• WHAT TO WORK ON
Where the line containing "pub fn parse_directives(content: &str)" appears, start copying; continue through the last line below and copy nothing else.

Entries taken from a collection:
Start of Block
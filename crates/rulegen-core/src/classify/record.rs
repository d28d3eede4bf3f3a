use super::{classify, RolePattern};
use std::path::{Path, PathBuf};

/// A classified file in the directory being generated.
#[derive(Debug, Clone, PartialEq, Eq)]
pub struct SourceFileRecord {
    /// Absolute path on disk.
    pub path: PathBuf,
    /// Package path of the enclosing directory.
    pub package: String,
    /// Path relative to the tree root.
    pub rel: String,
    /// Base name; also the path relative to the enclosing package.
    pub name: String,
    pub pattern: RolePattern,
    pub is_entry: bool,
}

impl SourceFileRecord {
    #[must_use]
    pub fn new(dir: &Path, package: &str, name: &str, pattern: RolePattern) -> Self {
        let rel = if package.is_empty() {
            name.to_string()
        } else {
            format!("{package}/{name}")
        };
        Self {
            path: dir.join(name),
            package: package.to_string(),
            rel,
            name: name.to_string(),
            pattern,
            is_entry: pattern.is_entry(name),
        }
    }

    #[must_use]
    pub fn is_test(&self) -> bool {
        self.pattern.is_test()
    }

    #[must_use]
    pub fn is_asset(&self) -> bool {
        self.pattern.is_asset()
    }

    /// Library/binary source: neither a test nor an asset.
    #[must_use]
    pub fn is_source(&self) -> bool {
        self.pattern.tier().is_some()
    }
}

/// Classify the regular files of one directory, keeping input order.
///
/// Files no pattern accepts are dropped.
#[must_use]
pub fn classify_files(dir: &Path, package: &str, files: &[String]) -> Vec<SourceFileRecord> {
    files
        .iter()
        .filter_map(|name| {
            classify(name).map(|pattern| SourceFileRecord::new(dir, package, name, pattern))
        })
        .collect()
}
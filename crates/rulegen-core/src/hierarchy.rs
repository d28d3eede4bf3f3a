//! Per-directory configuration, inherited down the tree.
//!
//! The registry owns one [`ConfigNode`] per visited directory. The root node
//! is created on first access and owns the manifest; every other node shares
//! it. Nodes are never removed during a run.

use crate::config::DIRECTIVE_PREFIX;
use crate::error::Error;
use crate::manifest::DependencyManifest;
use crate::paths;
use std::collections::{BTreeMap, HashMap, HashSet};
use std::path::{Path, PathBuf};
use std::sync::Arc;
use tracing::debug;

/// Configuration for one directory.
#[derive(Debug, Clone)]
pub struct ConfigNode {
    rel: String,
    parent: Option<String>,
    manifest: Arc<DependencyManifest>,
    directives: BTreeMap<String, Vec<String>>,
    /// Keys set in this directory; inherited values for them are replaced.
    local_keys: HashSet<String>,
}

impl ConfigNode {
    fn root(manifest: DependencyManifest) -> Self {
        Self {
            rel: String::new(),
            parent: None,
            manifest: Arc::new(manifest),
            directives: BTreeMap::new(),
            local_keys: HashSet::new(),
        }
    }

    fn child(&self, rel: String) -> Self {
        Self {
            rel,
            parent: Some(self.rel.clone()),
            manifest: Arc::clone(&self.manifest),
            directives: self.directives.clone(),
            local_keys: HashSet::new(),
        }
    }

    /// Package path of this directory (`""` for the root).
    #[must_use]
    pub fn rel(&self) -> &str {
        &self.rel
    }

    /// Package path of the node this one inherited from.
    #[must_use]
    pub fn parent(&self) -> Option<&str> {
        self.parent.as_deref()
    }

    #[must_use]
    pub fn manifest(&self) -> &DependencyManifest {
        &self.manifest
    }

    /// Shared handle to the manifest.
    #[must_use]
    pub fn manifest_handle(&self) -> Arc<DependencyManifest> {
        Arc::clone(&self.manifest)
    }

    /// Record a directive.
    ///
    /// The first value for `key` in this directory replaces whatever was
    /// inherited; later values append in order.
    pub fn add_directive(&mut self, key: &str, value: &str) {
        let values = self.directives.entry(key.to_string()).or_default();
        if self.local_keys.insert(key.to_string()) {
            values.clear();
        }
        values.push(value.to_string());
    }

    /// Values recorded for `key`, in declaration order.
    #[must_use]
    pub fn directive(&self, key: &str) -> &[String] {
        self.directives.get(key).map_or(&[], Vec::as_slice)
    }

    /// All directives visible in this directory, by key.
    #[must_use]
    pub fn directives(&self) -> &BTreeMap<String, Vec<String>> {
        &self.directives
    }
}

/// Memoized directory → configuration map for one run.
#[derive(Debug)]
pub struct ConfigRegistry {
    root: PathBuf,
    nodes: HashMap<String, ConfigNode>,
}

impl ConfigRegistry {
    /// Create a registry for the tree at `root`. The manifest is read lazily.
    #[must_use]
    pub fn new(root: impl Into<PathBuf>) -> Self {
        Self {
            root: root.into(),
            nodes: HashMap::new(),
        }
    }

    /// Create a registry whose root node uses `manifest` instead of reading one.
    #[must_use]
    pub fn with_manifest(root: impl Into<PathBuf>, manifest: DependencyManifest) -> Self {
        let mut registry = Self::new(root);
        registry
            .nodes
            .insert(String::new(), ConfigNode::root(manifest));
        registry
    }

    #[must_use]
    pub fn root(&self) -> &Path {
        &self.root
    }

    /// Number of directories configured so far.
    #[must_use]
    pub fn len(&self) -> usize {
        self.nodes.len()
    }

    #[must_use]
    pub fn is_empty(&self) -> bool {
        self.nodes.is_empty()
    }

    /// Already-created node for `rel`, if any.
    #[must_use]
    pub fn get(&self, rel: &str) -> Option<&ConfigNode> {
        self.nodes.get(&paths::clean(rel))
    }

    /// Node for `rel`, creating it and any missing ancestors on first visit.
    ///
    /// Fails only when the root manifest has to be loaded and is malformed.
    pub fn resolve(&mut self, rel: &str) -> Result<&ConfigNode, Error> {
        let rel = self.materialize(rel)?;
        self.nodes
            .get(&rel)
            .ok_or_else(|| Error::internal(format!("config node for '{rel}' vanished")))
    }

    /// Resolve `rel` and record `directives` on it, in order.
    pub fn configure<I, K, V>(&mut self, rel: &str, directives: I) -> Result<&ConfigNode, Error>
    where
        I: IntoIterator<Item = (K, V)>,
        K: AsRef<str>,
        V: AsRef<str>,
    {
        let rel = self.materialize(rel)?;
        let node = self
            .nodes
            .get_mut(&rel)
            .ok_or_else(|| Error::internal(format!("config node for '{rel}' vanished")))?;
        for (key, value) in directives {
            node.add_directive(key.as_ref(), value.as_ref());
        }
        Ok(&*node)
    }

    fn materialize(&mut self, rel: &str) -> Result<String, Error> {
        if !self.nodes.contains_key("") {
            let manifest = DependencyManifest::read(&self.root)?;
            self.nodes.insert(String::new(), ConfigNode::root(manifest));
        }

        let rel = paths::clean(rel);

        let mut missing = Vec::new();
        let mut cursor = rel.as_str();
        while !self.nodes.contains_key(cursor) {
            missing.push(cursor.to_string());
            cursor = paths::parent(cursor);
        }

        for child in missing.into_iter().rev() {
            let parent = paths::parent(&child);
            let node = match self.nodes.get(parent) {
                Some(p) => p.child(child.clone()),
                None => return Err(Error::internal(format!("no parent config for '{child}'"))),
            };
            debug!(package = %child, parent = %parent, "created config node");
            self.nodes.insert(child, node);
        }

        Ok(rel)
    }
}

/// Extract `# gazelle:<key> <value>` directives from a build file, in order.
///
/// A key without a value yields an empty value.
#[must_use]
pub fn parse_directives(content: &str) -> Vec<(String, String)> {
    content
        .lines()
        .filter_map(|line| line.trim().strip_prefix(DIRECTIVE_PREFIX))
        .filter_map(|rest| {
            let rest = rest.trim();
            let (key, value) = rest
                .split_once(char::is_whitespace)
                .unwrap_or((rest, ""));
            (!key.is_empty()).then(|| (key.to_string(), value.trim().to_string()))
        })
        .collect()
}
End of Block
• RESULT OF THIS EXERCISE
pub fn parse_directives(content: &str) -> Vec<(String, String)> {
    content
        .lines()
        .filter_map(|line| line.trim().strip_prefix(DIRECTIVE_PREFIX))
        .filter_map(|rest| {
            let rest = rest.trim();
            let (key, value) = rest
                .split_once(char::is_whitespace)
                .unwrap_or((rest, ""));
            (!key.is_empty()).then(|| (key.to_string(), value.trim().to_string()))
        })
        .collect()
}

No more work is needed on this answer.